Sunnyvale has greenlit a new vision for the future of the Lawrence Caltrain station that will make it more convenient for residents and workers along the transit corridor.
The Sunnyvale City Council on Tuesday unanimously voted, with Councilmember Alysa Cisneros absent, to approve plans to develop two parcels totaling nearly three acres into a mixed-use project at 1154 and 1170 Sonora Court.
Two single-story industrial buildings on the properties will be demolished and replaced with two mixed-use, seven-story buildings with a combined 280 apartments and more than 200,000 square feet of office space. Once completed, 46 apartments will be designated for affordable housing. Project plans include a public pedestrian access point to the northbound platform of the Caltrain station.
The development team working on the massive project is composed of real estate developer SKS Partners, architecture firm WRNS Studios and GLS, a landscaping and urban design company.
Councilmembers lauded the project’s details, including the novel pedestrian access point with about 400 square feet of retail space near the train platform.
“This is a really attractive project, I’m thrilled to have a project like this going into my district,” Councilmember Richard Mehlinger said at the meeting.
Plans call for the developer to begin work within the next 10 years, after which the city’s approval will expire. Sunnyvale Community Development Department Director Trudi Ryan said a project of this complexity will take time to come together.
“As a mixed-use project, it’s not unusual for us to recommend a 10-year time period for the developers’ agreement,” Ryan said.

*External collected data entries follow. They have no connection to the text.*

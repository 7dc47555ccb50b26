use serde::{Deserialize, Serialize};
use std::str::FromStr;

use crate::constants::*;
use crate::errors::ValidationError;

use super::ingest_model::{AdaptedRow, RawRow, RowOutcome};
use super::normalizer;

/// The six statement export formats the pipeline understands.
#[derive(Debug, Clone, Copy, PartialEq, Eq, Serialize, Deserialize)]
#[serde(rename_all = "SCREAMING_SNAKE_CASE")]
pub enum ReportType {
    CorporateActions,
    Trades,
    CashJournal,
    Positions,
    Transfers,
    NavHistory,
}

impl ReportType {
    pub fn as_str(&self) -> &'static str {
        match self {
            ReportType::CorporateActions => "CORPORATE_ACTIONS",
            ReportType::Trades => "TRADES",
            ReportType::CashJournal => "CASH_JOURNAL",
            ReportType::Positions => "POSITIONS",
            ReportType::Transfers => "TRANSFERS",
            ReportType::NavHistory => "NAV_HISTORY",
        }
    }
}

impl FromStr for ReportType {
    type Err = ValidationError;

    fn from_str(value: &str) -> Result<Self, Self::Err> {
        match value.to_uppercase().as_str() {
            "CORPORATE_ACTIONS" => Ok(ReportType::CorporateActions),
            "TRADES" => Ok(ReportType::Trades),
            "CASH_JOURNAL" => Ok(ReportType::CashJournal),
            "POSITIONS" => Ok(ReportType::Positions),
            "TRANSFERS" => Ok(ReportType::Transfers),
            "NAV_HISTORY" => Ok(ReportType::NavHistory),
            other => Err(ValidationError::InvalidInput(format!(
                "Unknown report type: {}",
                other
            ))),
        }
    }
}

impl std::fmt::Display for ReportType {
    fn fmt(&self, f: &mut std::fmt::Formatter<'_>) -> std::fmt::Result {
        write!(f, "{}", self.as_str())
    }
}

/// Per-format adaptation rules.
///
/// One value per report type replaces what would otherwise be six
/// near-identical row handlers. Adaptation is a pure function of the raw
/// row; resolution and persistence are shared downstream.
pub struct ReportConfig {
    pub report_type: ReportType,
    account_column: &'static str,
    currency_column: &'static str,
    date_column: &'static str,
    amount_column: &'static str,
    subtype_column: Option<&'static str>,
    quantity_column: Option<&'static str>,
    price_column: Option<&'static str>,
    isin_column: Option<&'static str>,
    symbol_column: Option<&'static str>,
    description_column: Option<&'static str>,
    reference_column: Option<&'static str>,
    /// Subtype codes the format deliberately does not own.
    ignored_subtypes: &'static [&'static str],
    /// Source subtype code to normalized category.
    category_map: &'static [(&'static str, &'static str)],
    /// Category used when the format carries no subtype column.
    default_category: Option<&'static str>,
    /// Dividend-like rows may carry a per-share rate in the description;
    /// when set, implied quantity is derived as amount / rate.
    derive_share_quantity: bool,
    /// Synthesize the idempotency key from the row's natural key when the
    /// source supplies no transaction reference.
    natural_key_reference: bool,
}

impl ReportConfig {
    pub fn for_type(report_type: ReportType) -> &'static ReportConfig {
        match report_type {
            ReportType::CorporateActions => &CORPORATE_ACTIONS_CONFIG,
            ReportType::Trades => &TRADES_CONFIG,
            ReportType::CashJournal => &CASH_JOURNAL_CONFIG,
            ReportType::Positions => &POSITIONS_CONFIG,
            ReportType::Transfers => &TRANSFERS_CONFIG,
            ReportType::NavHistory => &NAV_HISTORY_CONFIG,
        }
    }

    pub fn has_asset_columns(&self) -> bool {
        self.isin_column.is_some() || self.symbol_column.is_some()
    }

    /// Adapts one raw row into a normalized record.
    ///
    /// Ignorable and unmapped subtypes are soft skips; a missing or
    /// malformed required field is a hard failure.
    pub fn adapt(&self, row: &RawRow) -> RowOutcome {
        let category = match self.resolve_category(row) {
            Ok(category) => category,
            Err(outcome) => return outcome,
        };

        let account_code = match row.get(self.account_column) {
            Some(code) => code.to_string(),
            None => {
                return RowOutcome::Fail(format!("Missing {} column", self.account_column));
            }
        };
        let currency = match row.get(self.currency_column) {
            Some(currency) => currency.to_uppercase(),
            None => {
                return RowOutcome::Fail(format!("Missing {} column", self.currency_column));
            }
        };
        let record_date = match row.get(self.date_column).and_then(normalizer::parse_date) {
            Some(date) => date,
            None => {
                return RowOutcome::Fail(format!("Unparseable {} column", self.date_column));
            }
        };
        let amount = match row
            .get(self.amount_column)
            .and_then(normalizer::parse_decimal)
        {
            Some(amount) => amount,
            None => {
                return RowOutcome::Fail(format!("Unparseable {} column", self.amount_column));
            }
        };

        let mut quantity = self
            .quantity_column
            .and_then(|column| row.get(column))
            .and_then(normalizer::parse_decimal);
        let mut unit_price = self
            .price_column
            .and_then(|column| row.get(column))
            .and_then(normalizer::parse_decimal);
        let isin = self
            .isin_column
            .and_then(|column| row.get(column))
            .map(str::to_string);
        let symbol = self
            .symbol_column
            .and_then(|column| row.get(column))
            .map(str::to_string);
        let description = self
            .description_column
            .and_then(|column| row.get(column))
            .map(str::to_string);

        if self.derive_share_quantity && quantity.is_none() && category == CATEGORY_DIVIDEND {
            if let Some(rate) = description
                .as_deref()
                .and_then(normalizer::extract_per_share_rate)
            {
                if !rate.is_zero() {
                    quantity = Some(amount / rate);
                    unit_price = Some(rate);
                }
            }
        }

        let reference = self
            .reference_column
            .and_then(|column| row.get(column))
            .map(str::to_string)
            .or_else(|| {
                if self.natural_key_reference {
                    Some(format!(
                        "{}:{}:{}:{}",
                        category,
                        account_code.to_uppercase(),
                        isin.as_deref()
                            .or(symbol.as_deref())
                            .map(str::to_uppercase)
                            .unwrap_or_else(|| "-".to_string()),
                        record_date
                    ))
                } else {
                    None
                }
            });

        RowOutcome::Adapted(Box::new(AdaptedRow {
            account_code,
            currency,
            record_date,
            amount,
            quantity,
            unit_price,
            category: category.to_string(),
            isin,
            symbol,
            description,
            reference,
        }))
    }

    fn resolve_category(&self, row: &RawRow) -> Result<&'static str, RowOutcome> {
        let Some(subtype_column) = self.subtype_column else {
            // Formats without a subtype column carry a single category.
            return self
                .default_category
                .ok_or_else(|| RowOutcome::Skip("Row has no category".to_string()));
        };
        let Some(subtype) = row.get(subtype_column) else {
            return Err(RowOutcome::Fail(format!(
                "Missing {} column",
                subtype_column
            )));
        };
        let subtype = subtype.to_uppercase();
        if self.ignored_subtypes.contains(&subtype.as_str()) {
            return Err(RowOutcome::Skip(format!(
                "Subtype {} not owned by this report",
                subtype
            )));
        }
        self.category_map
            .iter()
            .find(|(code, _)| *code == subtype)
            .map(|(_, category)| *category)
            .ok_or_else(|| RowOutcome::Skip(format!("Unmapped subtype {}", subtype)))
    }
}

Sunnyvale has to build 11,966 homes by 2031, with 6,709 below-market rate, based on the state’s housing requirements. The city has been looking to add more housing near the train station. Sunnyvale’s border with Santa Clara is along Kifer Road, where Santa Clara is also adding homes.
Fluxus CEO Peter Wagner filed a letter with the city worried about traffic congestion on the street and construction disturbing nearby businesses and residents. His offices are located on the same street as the redevelopment.
Councilmember Linda Sell highlighted the letter and pointed out the city’s traffic study, which addressed many of Wagner’s concerns. The traffic study near the development included recommendations to further improve the intersection of Lawrence Expressway and Kifer Road, as well as Lawrence and Reed avenues and Monroe Street.
Councilmembers discussed the city requirements for new developments that are two acres or larger to include public art. Mayor Larry Klein said that while both developments are under two acres, the combined project is nearly three acres.
Alexandra Lee, project manager at SKS Partners, said incorporating art into the development is being considered, and those details will be worked out in the final design plans. Klein and the development team discussed a handful of ways public art could be included, especially through building design modifications, such as having specialized brickwork or art on the building’s metal paneling.
“This is part of (the city’s) vision in making sure that what we end up getting from developers actually creates a community and I think that’s exactly what we’re getting here,” Klein said.